Task ->
Copy the records below word for word. Stop after the line that contains "wraps a sink".

The data ->
================

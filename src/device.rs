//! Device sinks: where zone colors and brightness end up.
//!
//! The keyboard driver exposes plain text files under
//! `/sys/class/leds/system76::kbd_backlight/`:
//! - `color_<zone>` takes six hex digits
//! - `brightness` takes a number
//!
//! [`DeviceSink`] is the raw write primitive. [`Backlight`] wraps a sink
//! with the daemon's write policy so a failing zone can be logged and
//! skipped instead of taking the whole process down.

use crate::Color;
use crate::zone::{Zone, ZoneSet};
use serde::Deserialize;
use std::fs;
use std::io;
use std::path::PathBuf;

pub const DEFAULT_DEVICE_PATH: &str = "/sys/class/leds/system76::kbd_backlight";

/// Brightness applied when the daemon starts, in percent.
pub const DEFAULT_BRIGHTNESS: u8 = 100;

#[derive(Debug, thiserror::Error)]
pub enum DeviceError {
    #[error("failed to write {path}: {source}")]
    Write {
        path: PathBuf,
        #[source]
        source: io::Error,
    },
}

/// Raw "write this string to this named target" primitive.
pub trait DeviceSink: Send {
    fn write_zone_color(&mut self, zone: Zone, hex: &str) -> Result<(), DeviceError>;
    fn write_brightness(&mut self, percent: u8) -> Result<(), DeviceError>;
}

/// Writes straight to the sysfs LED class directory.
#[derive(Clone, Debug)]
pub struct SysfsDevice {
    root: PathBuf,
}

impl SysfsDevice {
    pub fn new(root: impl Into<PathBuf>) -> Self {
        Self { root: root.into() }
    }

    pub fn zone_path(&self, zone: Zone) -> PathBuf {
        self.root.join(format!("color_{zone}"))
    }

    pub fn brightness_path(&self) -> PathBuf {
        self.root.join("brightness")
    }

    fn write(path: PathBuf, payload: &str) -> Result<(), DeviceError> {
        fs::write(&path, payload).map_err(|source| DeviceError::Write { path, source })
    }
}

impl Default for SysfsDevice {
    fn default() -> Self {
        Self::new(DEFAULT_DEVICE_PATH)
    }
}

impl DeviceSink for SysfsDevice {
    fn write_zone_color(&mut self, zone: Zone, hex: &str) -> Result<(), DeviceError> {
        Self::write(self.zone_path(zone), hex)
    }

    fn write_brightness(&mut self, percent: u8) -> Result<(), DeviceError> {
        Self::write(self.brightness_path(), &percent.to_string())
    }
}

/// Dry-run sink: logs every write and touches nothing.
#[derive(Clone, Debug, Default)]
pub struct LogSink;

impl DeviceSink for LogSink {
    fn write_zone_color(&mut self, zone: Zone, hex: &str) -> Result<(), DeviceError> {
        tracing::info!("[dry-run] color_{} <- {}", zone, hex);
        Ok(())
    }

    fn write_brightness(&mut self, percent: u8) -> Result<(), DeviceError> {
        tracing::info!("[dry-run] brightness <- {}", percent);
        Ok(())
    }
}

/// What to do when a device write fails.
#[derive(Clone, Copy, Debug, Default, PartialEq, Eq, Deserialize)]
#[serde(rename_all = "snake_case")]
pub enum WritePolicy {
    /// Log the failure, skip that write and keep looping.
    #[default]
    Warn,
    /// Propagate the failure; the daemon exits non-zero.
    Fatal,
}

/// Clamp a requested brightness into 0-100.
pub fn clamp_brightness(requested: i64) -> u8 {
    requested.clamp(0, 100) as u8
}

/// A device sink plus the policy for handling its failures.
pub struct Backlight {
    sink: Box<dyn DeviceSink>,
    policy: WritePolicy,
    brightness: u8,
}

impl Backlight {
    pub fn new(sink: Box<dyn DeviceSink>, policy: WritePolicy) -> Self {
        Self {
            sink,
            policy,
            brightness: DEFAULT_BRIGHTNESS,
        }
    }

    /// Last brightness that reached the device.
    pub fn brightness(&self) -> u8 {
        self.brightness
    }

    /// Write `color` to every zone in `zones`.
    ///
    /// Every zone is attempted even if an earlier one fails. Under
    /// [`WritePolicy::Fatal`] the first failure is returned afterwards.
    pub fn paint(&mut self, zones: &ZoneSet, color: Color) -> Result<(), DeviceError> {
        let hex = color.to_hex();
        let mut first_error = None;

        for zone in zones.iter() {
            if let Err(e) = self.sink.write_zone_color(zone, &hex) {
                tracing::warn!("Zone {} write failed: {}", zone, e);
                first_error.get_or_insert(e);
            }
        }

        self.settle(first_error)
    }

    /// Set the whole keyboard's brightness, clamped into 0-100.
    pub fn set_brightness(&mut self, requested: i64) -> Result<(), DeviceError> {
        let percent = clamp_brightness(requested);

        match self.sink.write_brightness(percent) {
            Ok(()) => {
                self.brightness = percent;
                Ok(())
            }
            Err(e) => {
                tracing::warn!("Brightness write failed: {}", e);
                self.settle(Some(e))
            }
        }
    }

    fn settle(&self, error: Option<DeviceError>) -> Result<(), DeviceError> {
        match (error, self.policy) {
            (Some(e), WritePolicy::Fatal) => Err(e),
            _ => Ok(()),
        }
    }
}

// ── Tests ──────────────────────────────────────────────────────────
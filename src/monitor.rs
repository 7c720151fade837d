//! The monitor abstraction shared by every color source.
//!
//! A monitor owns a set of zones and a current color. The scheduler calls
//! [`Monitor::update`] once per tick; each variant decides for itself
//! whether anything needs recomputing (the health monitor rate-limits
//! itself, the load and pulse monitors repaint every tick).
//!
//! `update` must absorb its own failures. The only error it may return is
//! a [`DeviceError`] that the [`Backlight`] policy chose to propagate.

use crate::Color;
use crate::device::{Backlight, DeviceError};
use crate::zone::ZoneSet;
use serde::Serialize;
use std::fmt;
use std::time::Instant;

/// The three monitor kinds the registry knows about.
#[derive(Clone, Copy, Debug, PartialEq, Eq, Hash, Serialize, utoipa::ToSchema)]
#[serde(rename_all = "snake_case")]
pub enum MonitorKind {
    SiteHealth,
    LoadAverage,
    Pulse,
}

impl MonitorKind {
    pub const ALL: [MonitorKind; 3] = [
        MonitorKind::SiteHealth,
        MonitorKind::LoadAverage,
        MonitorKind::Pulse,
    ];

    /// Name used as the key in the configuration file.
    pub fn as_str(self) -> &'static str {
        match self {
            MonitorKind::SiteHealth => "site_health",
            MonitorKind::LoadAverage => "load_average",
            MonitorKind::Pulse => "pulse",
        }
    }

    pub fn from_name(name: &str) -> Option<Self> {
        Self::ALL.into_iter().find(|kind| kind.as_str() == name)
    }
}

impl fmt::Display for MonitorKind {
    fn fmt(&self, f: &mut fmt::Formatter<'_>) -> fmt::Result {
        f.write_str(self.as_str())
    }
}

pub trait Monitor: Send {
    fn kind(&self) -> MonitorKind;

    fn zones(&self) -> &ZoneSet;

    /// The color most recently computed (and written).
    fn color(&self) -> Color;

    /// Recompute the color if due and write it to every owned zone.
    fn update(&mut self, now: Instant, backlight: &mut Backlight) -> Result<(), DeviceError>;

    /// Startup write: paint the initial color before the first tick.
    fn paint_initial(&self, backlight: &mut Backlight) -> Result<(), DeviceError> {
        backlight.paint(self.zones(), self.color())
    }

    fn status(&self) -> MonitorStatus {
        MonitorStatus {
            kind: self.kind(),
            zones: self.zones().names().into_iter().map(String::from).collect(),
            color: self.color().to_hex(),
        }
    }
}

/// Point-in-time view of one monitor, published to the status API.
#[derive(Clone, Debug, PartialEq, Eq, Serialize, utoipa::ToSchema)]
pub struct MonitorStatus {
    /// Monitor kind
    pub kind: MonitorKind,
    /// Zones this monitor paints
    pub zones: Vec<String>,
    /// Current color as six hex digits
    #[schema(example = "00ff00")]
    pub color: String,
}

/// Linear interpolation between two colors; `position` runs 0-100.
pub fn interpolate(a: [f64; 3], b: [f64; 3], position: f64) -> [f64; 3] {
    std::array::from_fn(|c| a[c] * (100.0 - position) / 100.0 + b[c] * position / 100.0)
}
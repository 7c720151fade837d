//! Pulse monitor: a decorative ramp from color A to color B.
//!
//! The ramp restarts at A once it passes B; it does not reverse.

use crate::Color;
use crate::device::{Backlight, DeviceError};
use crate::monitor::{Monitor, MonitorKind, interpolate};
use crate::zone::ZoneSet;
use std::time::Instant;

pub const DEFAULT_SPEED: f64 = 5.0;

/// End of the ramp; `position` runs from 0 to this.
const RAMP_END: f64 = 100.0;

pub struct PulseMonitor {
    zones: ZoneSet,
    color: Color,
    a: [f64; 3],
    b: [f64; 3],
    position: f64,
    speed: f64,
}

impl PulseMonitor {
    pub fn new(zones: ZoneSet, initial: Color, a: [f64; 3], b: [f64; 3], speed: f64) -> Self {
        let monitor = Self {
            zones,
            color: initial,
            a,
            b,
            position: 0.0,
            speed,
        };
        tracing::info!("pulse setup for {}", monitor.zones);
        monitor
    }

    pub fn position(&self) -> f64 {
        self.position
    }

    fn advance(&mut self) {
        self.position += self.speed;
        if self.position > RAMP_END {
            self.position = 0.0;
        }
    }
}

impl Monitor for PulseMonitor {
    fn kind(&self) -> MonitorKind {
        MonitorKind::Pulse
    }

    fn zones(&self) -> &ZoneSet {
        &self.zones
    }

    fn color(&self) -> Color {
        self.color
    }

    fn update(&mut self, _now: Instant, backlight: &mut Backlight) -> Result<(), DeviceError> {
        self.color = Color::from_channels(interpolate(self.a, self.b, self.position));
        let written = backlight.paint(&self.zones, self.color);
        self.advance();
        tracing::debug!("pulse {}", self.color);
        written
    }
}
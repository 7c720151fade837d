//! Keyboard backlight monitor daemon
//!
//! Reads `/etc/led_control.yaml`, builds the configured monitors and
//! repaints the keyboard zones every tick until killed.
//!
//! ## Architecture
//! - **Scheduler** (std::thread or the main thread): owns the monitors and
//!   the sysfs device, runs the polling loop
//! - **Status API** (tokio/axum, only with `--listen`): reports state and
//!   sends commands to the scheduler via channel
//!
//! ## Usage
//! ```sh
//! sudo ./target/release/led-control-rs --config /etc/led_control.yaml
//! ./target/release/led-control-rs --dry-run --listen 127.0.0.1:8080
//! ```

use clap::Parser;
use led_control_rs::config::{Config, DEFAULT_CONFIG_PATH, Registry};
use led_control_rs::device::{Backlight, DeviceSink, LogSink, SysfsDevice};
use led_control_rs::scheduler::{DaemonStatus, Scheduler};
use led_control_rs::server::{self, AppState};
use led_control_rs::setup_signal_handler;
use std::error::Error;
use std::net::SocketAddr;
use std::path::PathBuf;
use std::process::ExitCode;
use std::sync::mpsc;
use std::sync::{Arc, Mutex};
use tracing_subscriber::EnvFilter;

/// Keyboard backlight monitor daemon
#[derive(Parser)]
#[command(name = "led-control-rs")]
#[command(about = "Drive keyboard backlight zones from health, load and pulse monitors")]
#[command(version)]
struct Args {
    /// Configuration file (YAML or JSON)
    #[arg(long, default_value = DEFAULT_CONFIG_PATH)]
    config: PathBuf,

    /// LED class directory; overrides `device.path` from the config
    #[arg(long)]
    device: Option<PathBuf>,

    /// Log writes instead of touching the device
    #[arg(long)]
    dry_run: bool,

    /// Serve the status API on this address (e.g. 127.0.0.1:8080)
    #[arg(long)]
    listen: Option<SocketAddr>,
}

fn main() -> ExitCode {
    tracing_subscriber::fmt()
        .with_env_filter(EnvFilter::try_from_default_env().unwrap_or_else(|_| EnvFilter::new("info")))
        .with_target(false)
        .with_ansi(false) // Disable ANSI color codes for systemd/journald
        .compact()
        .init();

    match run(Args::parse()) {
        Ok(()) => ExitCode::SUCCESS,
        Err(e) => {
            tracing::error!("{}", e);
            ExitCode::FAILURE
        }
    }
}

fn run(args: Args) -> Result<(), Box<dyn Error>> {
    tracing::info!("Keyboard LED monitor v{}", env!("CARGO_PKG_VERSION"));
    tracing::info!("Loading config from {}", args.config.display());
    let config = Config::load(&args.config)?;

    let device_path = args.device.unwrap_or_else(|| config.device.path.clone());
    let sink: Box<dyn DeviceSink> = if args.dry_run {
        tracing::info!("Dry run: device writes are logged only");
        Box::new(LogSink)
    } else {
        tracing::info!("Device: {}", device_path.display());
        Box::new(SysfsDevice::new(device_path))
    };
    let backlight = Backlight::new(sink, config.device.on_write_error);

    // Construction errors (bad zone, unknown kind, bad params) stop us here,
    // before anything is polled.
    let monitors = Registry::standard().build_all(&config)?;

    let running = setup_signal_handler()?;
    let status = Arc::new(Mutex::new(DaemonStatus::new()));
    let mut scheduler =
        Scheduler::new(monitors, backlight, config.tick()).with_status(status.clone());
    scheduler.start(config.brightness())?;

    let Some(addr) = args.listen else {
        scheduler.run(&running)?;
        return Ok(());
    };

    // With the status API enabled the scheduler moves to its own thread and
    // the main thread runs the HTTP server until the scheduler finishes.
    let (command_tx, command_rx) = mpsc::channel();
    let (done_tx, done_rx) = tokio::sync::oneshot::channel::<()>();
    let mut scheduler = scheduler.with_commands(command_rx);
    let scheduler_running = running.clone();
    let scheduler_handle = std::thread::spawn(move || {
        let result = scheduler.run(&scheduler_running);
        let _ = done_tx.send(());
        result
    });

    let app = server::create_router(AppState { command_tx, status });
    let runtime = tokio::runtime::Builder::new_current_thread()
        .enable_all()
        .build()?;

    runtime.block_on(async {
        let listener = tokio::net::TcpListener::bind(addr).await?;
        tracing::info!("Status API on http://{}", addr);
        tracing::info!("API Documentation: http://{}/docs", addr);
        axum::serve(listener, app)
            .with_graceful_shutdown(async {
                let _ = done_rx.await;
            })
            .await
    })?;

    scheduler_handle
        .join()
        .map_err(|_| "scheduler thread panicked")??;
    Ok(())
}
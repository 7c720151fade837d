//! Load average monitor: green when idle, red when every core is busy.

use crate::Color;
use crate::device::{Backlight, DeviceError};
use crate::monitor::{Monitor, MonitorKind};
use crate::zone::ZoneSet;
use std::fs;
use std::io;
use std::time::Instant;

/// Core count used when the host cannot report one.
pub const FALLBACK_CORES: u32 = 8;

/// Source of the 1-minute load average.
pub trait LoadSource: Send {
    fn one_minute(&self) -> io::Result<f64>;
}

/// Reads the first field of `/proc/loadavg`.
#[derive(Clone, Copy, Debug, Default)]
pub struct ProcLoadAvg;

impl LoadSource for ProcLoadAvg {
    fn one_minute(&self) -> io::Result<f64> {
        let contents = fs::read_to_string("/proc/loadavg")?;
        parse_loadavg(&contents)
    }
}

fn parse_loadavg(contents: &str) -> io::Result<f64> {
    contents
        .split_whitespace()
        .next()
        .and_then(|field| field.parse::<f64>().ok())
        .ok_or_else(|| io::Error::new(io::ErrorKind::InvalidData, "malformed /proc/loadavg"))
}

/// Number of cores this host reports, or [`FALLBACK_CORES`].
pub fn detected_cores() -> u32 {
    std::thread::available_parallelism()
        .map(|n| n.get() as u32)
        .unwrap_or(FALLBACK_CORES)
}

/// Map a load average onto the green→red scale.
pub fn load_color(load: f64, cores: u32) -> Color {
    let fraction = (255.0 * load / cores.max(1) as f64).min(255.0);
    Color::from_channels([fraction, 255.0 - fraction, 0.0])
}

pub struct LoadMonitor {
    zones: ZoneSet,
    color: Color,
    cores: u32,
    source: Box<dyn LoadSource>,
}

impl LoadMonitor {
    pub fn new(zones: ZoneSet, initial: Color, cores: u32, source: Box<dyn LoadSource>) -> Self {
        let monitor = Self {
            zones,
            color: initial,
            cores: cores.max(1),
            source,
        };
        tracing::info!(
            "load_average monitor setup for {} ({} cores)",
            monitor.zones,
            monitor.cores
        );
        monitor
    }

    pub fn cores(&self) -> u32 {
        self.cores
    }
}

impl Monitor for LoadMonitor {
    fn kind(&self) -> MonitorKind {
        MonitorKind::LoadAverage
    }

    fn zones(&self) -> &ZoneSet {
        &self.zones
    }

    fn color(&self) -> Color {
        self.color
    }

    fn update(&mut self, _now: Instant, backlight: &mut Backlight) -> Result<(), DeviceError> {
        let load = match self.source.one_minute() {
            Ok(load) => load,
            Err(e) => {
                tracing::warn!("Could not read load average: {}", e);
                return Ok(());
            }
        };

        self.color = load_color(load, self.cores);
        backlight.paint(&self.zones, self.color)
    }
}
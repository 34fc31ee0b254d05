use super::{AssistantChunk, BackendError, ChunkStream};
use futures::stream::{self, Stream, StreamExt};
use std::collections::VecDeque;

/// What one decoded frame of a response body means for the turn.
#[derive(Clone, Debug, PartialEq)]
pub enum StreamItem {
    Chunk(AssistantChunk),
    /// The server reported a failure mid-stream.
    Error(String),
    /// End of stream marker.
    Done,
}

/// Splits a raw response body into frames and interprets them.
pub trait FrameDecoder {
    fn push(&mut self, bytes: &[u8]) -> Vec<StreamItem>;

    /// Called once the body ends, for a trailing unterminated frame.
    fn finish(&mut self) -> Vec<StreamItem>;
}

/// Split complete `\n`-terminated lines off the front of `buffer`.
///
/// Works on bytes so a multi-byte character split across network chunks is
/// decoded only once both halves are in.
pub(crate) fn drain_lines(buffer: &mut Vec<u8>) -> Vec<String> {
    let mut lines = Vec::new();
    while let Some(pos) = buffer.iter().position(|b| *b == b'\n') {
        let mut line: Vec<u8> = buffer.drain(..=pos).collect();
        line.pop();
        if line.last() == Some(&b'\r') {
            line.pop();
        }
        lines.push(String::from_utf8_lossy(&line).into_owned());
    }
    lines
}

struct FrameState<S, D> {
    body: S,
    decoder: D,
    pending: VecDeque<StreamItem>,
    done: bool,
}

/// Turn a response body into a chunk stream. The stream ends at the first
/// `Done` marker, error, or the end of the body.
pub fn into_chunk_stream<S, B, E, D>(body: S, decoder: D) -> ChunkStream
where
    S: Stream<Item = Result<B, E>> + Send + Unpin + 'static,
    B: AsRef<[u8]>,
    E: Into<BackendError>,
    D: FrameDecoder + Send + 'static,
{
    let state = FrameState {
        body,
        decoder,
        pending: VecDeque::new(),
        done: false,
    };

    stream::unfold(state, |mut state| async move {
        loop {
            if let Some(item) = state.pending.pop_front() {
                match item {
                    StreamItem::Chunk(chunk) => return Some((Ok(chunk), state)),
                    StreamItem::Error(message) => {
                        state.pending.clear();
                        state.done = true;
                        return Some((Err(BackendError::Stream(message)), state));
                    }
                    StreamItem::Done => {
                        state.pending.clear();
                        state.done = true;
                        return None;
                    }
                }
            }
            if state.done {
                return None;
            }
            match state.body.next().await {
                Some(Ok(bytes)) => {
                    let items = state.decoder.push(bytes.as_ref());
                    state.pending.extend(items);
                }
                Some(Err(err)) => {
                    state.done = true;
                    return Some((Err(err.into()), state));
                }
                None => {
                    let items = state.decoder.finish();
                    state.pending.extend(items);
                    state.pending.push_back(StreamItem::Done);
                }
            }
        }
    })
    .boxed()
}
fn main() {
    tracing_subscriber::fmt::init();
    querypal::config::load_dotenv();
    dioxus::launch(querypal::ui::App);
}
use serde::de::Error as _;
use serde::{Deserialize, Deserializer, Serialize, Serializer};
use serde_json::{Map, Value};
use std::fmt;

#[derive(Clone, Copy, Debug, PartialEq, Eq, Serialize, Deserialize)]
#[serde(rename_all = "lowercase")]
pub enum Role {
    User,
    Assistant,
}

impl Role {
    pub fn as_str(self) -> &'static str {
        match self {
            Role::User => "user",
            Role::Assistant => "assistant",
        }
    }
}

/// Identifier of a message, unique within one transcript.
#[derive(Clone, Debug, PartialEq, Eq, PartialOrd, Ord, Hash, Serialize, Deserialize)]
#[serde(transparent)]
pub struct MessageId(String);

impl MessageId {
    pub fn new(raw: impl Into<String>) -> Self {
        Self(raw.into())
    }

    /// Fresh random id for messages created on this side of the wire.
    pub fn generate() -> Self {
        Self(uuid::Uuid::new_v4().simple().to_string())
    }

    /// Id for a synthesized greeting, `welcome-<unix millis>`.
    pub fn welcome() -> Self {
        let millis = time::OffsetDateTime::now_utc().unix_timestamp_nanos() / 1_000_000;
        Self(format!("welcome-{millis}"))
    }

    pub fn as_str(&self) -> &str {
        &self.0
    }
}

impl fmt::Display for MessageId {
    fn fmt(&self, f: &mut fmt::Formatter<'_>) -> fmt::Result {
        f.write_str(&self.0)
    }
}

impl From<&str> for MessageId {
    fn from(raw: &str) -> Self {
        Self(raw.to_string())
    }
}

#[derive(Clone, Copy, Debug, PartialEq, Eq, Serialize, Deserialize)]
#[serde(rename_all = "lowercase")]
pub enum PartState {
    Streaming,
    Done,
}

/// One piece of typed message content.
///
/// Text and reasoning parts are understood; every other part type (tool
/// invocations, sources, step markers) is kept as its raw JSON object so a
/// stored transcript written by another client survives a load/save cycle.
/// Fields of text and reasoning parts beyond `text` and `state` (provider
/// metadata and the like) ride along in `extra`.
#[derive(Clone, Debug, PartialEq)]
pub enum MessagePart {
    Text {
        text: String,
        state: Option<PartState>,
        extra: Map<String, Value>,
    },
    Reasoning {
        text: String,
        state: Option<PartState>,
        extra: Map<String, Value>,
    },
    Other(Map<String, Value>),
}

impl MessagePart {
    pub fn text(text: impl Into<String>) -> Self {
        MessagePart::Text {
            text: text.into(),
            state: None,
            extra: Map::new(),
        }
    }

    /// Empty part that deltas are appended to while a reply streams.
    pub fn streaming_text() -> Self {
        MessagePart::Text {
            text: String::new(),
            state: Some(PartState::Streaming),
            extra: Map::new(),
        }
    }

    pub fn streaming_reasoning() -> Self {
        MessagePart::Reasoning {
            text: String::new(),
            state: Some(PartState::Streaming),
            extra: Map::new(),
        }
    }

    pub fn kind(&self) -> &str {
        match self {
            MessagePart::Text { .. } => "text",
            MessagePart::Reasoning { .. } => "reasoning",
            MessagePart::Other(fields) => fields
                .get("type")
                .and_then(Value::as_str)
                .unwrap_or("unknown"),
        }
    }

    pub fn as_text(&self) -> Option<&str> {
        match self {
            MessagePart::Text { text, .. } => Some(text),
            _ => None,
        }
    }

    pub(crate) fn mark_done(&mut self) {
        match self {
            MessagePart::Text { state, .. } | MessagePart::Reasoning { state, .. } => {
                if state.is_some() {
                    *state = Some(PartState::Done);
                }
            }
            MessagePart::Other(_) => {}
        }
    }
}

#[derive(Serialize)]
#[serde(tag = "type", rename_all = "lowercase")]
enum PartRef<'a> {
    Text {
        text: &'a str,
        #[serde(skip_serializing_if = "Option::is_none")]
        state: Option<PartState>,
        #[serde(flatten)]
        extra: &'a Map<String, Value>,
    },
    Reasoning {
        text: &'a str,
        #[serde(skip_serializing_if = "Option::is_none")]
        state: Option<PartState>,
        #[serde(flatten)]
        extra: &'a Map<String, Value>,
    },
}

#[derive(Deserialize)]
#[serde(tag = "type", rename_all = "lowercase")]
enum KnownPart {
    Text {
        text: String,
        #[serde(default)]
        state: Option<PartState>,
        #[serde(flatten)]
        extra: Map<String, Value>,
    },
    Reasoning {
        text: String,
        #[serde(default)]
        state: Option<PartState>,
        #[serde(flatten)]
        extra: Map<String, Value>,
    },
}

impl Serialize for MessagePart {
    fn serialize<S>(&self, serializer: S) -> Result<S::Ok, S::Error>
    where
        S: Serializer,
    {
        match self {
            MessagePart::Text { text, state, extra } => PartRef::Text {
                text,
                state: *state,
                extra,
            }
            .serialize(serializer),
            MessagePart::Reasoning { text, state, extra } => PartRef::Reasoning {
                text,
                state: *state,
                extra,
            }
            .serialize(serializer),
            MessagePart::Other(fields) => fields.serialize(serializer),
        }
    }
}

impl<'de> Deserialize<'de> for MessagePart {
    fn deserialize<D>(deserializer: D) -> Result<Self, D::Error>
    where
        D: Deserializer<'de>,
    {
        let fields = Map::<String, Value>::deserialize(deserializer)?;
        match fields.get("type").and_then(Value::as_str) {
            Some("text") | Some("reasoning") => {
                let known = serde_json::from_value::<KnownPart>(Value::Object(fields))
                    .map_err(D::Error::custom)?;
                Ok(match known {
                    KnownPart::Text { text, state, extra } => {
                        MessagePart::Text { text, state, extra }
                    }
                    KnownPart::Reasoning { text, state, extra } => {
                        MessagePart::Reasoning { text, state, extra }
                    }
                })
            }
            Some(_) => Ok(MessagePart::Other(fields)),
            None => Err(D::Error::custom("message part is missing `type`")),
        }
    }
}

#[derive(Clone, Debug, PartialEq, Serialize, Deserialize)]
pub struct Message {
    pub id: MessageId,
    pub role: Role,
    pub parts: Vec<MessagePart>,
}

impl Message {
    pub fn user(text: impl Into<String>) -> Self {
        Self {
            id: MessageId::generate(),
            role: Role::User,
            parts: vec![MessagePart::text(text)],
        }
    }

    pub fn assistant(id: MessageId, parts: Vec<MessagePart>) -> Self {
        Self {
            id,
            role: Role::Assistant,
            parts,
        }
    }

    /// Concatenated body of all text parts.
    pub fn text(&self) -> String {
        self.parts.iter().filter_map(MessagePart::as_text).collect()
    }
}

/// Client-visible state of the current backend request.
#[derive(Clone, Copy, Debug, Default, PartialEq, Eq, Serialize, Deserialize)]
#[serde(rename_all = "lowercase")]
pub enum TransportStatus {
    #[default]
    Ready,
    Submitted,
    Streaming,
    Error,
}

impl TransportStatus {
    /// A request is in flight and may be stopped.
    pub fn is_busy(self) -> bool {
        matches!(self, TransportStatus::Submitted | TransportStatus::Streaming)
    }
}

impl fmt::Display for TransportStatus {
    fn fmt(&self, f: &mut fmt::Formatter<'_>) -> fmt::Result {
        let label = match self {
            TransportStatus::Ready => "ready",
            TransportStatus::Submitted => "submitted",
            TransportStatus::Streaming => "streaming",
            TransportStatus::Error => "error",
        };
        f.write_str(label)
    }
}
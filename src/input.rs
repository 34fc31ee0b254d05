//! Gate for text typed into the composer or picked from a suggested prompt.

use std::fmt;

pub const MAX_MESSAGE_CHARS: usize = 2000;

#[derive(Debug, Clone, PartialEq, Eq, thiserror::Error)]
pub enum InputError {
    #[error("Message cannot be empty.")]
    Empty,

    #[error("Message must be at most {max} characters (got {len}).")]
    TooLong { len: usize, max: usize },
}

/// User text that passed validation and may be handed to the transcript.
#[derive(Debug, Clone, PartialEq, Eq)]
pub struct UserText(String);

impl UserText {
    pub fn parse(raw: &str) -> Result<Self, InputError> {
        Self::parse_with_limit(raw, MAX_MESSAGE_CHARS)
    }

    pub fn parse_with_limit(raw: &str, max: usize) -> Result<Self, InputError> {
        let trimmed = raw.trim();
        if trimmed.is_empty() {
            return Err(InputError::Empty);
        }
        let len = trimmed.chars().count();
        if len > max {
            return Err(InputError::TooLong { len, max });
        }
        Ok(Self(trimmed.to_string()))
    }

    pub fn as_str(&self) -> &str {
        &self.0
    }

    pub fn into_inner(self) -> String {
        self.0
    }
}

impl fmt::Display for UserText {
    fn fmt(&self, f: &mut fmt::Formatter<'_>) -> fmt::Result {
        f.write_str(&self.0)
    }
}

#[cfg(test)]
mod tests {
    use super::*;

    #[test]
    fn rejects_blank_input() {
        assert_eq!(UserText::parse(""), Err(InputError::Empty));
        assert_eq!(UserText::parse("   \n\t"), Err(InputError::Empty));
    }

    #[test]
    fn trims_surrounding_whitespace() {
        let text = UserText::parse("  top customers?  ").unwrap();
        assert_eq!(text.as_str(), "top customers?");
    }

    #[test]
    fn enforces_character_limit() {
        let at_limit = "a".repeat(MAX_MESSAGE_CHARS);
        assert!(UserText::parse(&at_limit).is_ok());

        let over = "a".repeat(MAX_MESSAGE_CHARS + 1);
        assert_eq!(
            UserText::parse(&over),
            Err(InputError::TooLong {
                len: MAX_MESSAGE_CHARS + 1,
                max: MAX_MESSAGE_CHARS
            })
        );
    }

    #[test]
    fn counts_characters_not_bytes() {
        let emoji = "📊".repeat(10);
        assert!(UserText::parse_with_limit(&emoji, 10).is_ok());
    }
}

================

Exercise response ->
filename src/device.rs
//! Device sinks: where zone colors and brightness end up.
//!
//! The keyboard driver exposes plain text files under
//! `/sys/class/leds/system76::kbd_backlight/`:
//! - `color_<zone>` takes six hex digits
//! - `brightness` takes a number
//!
//! [`DeviceSink`] is the raw write primitive. [`Backlight`] wraps a sink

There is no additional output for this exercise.